|Fossil specimen of Coleicarpus sprinklei|
Soluta is an extinct class of echinoderms that lived from the Middle Cambrian to the Early Devonian. The class is also known by its junior synonym Homoiostelea. Soluta is one of the four "carpoid" classes, alongside Ctenocystoidea, Cincta, and Stylophora, which made up the obsolete subphylum Homalozoa. Solutes (or solutans) were asymmetric animals with a stereom skeleton and two appendages, an arm extending anteriorly and a posterior appendage called a homoiostele.
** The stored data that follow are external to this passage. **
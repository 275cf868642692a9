//! Platform abstraction layer
//!
//! Handles browser/native differences for:
//! - Time (milliseconds since an arbitrary origin)
//! - The display surface the frame is written to
//! - Scheduling the fixed-delay tick loop

pub mod headless;
pub mod scheduler;

pub use headless::HeadlessRunner;
pub use scheduler::{LoopScheduler, LoopState};

use std::cell::Cell;

use glam::Vec2;

/// Monotonic millisecond clock
pub trait Clock {
    fn now_ms(&self) -> f64;
}

/// Somewhere to show the object and the scores
pub trait Surface {
    /// Left/top of the object, screen pixels
    fn set_object_position(&mut self, position: Vec2);
    /// Width/height of the object, screen pixels
    fn set_object_size(&mut self, size: Vec2);
    fn set_score_text(&mut self, text: &str);
    fn set_high_score_text(&mut self, text: &str);
}

/// Clock advanced by hand (headless runs and tests)
#[derive(Debug, Default)]
pub struct ManualClock {
    now: Cell<f64>,
}

impl ManualClock {
    pub fn new(start_ms: f64) -> Self {
        Self {
            now: Cell::new(start_ms),
        }
    }

    pub fn advance(&self, ms: f64) {
        self.now.set(self.now.get() + ms);
    }
}

impl Clock for ManualClock {
    fn now_ms(&self) -> f64 {
        self.now.get()
    }
}

/// Wall clock for native builds
#[cfg(not(target_arch = "wasm32"))]
#[derive(Debug)]
pub struct SystemClock {
    origin: std::time::Instant,
}

#[cfg(not(target_arch = "wasm32"))]
impl Default for SystemClock {
    fn default() -> Self {
        Self {
            origin: std::time::Instant::now(),
        }
    }
}

#[cfg(not(target_arch = "wasm32"))]
impl Clock for SystemClock {
    fn now_ms(&self) -> f64 {
        self.origin.elapsed().as_secs_f64() * 1000.0
    }
}

/// Surface that keeps the last values written to it
#[derive(Debug, Clone, Default, PartialEq)]
pub struct RecordingSurface {
    pub position: Vec2,
    pub size: Vec2,
    pub score_text: String,
    pub high_score_text: String,
    /// Number of frames presented
    pub frames: u64,
}

impl Surface for RecordingSurface {
    fn set_object_position(&mut self, position: Vec2) {
        self.position = position;
        self.frames += 1;
    }

    fn set_object_size(&mut self, size: Vec2) {
        self.size = size;
    }

    fn set_score_text(&mut self, text: &str) {
        self.score_text = text.to_string();
    }

    fn set_high_score_text(&mut self, text: &str) {
        self.high_score_text = text.to_string();
    }
}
|Phylogenetic relationships within Soluta|
The phylogenetic position of Soluta is contentious. Solutans are widely agreed to be echinoderms, though the outmoded calcichordate hypothesis held that they were ancestral to both echinoderms and chordates. Within echinoderms, one hypothesis holds that stylophorans are stem-group echinoderms which branched off before echinoderms evolved radial symmetry. Another hypothesis holds that they are specialized descendants of radiate echinoderms which lost radial symmetry, likely belonging to Blastozoa.
Solutes are divided into two orders, Syringocrinida and Dendrocystitida.
The earliest solutes, Coleicarpus and Castericystis, lived during the Drumian age of the Cambrian. Solutes were the last of the four carpoid classes to appear in the fossil record. Solutes appear to have evolved in Laurentia, but became more widespread during the Ordovician.